El caudal era demasiado pequeño.
Tardaba minutos en llenar un recipiente grande.
Servía para:
beber.
animales.
algunas plantas.
No para sustituir el turno del canal.
Eso terminó siendo importante.
Porque obligó a Blandina a no convertir el hallazgo en una solución mágica.
Al día siguiente llevó a Remedios.
Después a Filemón.
El herrero caminó alrededor del burro durante un minuto entero.
Miró:
oreja.
una cicatriz en la grupa.
marcas.
Después se quedó callado.
—¿Qué?
preguntó Blandina.
Filemón acarició la frente del animal.
—Yo herré un burro con esta oreja para Rufino.
Hace muchos años.
—¿Este?
—No puedo jurarlo solo por verlo.
Pero se parece muchísimo.
Remedios señaló la losa.
—Y esas iniciales.
Filemón asintió.
—Rufino utilizaba esta ruta.
Eso sí lo recuerdo.
Encontraron además restos de:
un pequeño abrevadero de piedra.
un canalillo colmatado.
No era un manantial “secreto” en sentido legal.
Era una surgencia antigua que había dejado de utilizarse.

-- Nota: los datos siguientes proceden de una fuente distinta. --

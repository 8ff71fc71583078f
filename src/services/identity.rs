// SPDX-License-Identifier: MIT
// Copyright 2026 Roland Dreier <roland@rolandd.dev>

//! Ambient Azure identity for calling Key Vault.
//!
//! Sources are tried in order:
//! 1. Service principal from `AZURE_TENANT_ID` / `AZURE_CLIENT_ID` / `AZURE_CLIENT_SECRET`
//! 2. App Service / Functions managed identity (`IDENTITY_ENDPOINT` + `IDENTITY_HEADER`)
//! 3. Instance metadata service (VMs, AKS)

use crate::error::AppError;
use serde::Deserialize;
use std::time::Duration;

/// Key Vault resource/audience.
pub const KEY_VAULT_RESOURCE: &str = "https://vault.azure.net";

const AUTHORITY_HOST: &str = "https://login.microsoftonline.com";
const IMDS_ENDPOINT: &str = "http://169.254.169.254/metadata/identity/oauth2/token";
/// IMDS is link-local; if nothing answers quickly there is no IMDS.
const IMDS_TIMEOUT: Duration = Duration::from_secs(2);

/// Where the ambient identity comes from.
#[derive(Clone, PartialEq, Eq)]
pub enum AmbientIdentity {
    ServicePrincipal {
        tenant_id: String,
        client_id: String,
        client_secret: String,
    },
    AppService {
        endpoint: String,
        header: String,
        client_id: Option<String>,
    },
    InstanceMetadata {
        client_id: Option<String>,
    },
}

impl std::fmt::Debug for AmbientIdentity {
    fn fmt(&self, f: &mut std::fmt::Formatter<'_>) -> std::fmt::Result {
        match self {
            AmbientIdentity::ServicePrincipal {
                tenant_id,
                client_id,
                ..
            } => f
                .debug_struct("ServicePrincipal")
                .field("tenant_id", tenant_id)
                .field("client_id", client_id)
                .field("client_secret", &"<redacted>")
                .finish(),
            AmbientIdentity::AppService {
                endpoint,
                client_id,
                ..
            } => f
                .debug_struct("AppService")
                .field("endpoint", endpoint)
                .field("header", &"<redacted>")
                .field("client_id", client_id)
                .finish(),
            AmbientIdentity::InstanceMetadata { client_id } => f
                .debug_struct("InstanceMetadata")
                .field("client_id", client_id)
                .finish(),
        }
    }
}

#[derive(Deserialize)]
struct AccessTokenResponse {
    access_token: String,
}

impl AmbientIdentity {
    /// Pick the identity source from the process environment.
    pub fn from_env() -> Self {
        Self::from_lookup(|key| std::env::var(key).ok().filter(|v| !v.is_empty()))
    }

    /// Pick the identity source using an arbitrary variable lookup.
    pub fn from_lookup(lookup: impl Fn(&str) -> Option<String>) -> Self {
        let client_id = lookup("AZURE_CLIENT_ID");

        if let (Some(tenant_id), Some(client_id), Some(client_secret)) = (
            lookup("AZURE_TENANT_ID"),
            client_id.clone(),
            lookup("AZURE_CLIENT_SECRET"),
        ) {
            return AmbientIdentity::ServicePrincipal {
                tenant_id,
                client_id,
                client_secret,
            };
        }

        if let (Some(endpoint), Some(header)) =
            (lookup("IDENTITY_ENDPOINT"), lookup("IDENTITY_HEADER"))
        {
            return AmbientIdentity::AppService {
                endpoint,
                header,
                client_id,
            };
        }

        AmbientIdentity::InstanceMetadata { client_id }
    }

    pub fn kind(&self) -> &'static str {
        match self {
            AmbientIdentity::ServicePrincipal { .. } => "service_principal",
            AmbientIdentity::AppService { .. } => "app_service",
            AmbientIdentity::InstanceMetadata { .. } => "instance_metadata",
        }
    }

    /// Obtain a bearer token for `resource`.
    pub async fn access_token(
        &self,
        http: &reqwest::Client,
        resource: &str,
    ) -> Result<String, AppError> {
        let request = match self {
            AmbientIdentity::ServicePrincipal {
                tenant_id,
                client_id,
                client_secret,
            } => {
                let scope = format!("{}/.default", resource.trim_end_matches('/'));
                http.post(format!("{}/{}/oauth2/v2.0/token", AUTHORITY_HOST, tenant_id))
                    .form(&[
                        ("grant_type", "client_credentials"),
                        ("client_id", client_id.as_str()),
                        ("client_secret", client_secret.as_str()),
                        ("scope", scope.as_str()),
                    ])
            }
            AmbientIdentity::AppService {
                endpoint,
                header,
                client_id,
            } => {
                let mut query = vec![("api-version", "2019-08-01"), ("resource", resource)];
                if let Some(id) = client_id {
                    query.push(("client_id", id.as_str()));
                }
                http.get(endpoint)
                    .header("X-IDENTITY-HEADER", header)
                    .query(&query)
            }
            AmbientIdentity::InstanceMetadata { client_id } => {
                let mut query = vec![("api-version", "2018-02-01"), ("resource", resource)];
                if let Some(id) = client_id {
                    query.push(("client_id", id.as_str()));
                }
                http.get(IMDS_ENDPOINT)
                    .header("Metadata", "true")
                    .timeout(IMDS_TIMEOUT)
                    .query(&query)
            }
        };

        let response = request.send().await.map_err(|e| {
            AppError::Identity(format!("{} token request failed: {}", self.kind(), e))
        })?;

        if !response.status().is_success() {
            let status = response.status();
            let body = response.text().await.unwrap_or_default();
            return Err(AppError::Identity(format!(
                "{} token request returned HTTP {}: {}",
                self.kind(),
                status,
                body
            )));
        }

        let token: AccessTokenResponse = response.json().await.map_err(|e| {
            AppError::Identity(format!("Failed to parse {} token: {}", self.kind(), e))
        })?;

        tracing::debug!(source = self.kind(), "Acquired ambient access token");
        Ok(token.access_token)
    }
}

Eso planteaba otra pregunta.
¿En qué terreno estaba?
Epifanio fue obligado a subir con ellos dos días después.
Llevaba una carpeta.
Esta vez:
sin Gumersindo.
Revisó un plano ejidal moderno.
La surgencia parecía estar dentro de una franja de uso común.
No en la parcela individual de Blandina.
Ella preguntó:
—Entonces ¿es mía?
—No.
—¿De Gumersindo?
—Tampoco.
—¿Del ejido?
—Eso parece según este plano.
Pero hay que verificar con el Registro Agrario y con el acta de delimitación.
Blandina asintió.
—Hazlo.
Epifanio parecía sorprendido.
—¿No vas a reclamar que el burro te la entregó?
Blandina lo miró.
—El burro no firma títulos.
Remedios se rio.
Aquella frase terminó recorriendo el pueblo.
El hallazgo sirvió para otra cosa.
Demostró que la loma todavía tenía agua natural y que antiguas rutas de uso comunitario existían antes de las modificaciones recientes.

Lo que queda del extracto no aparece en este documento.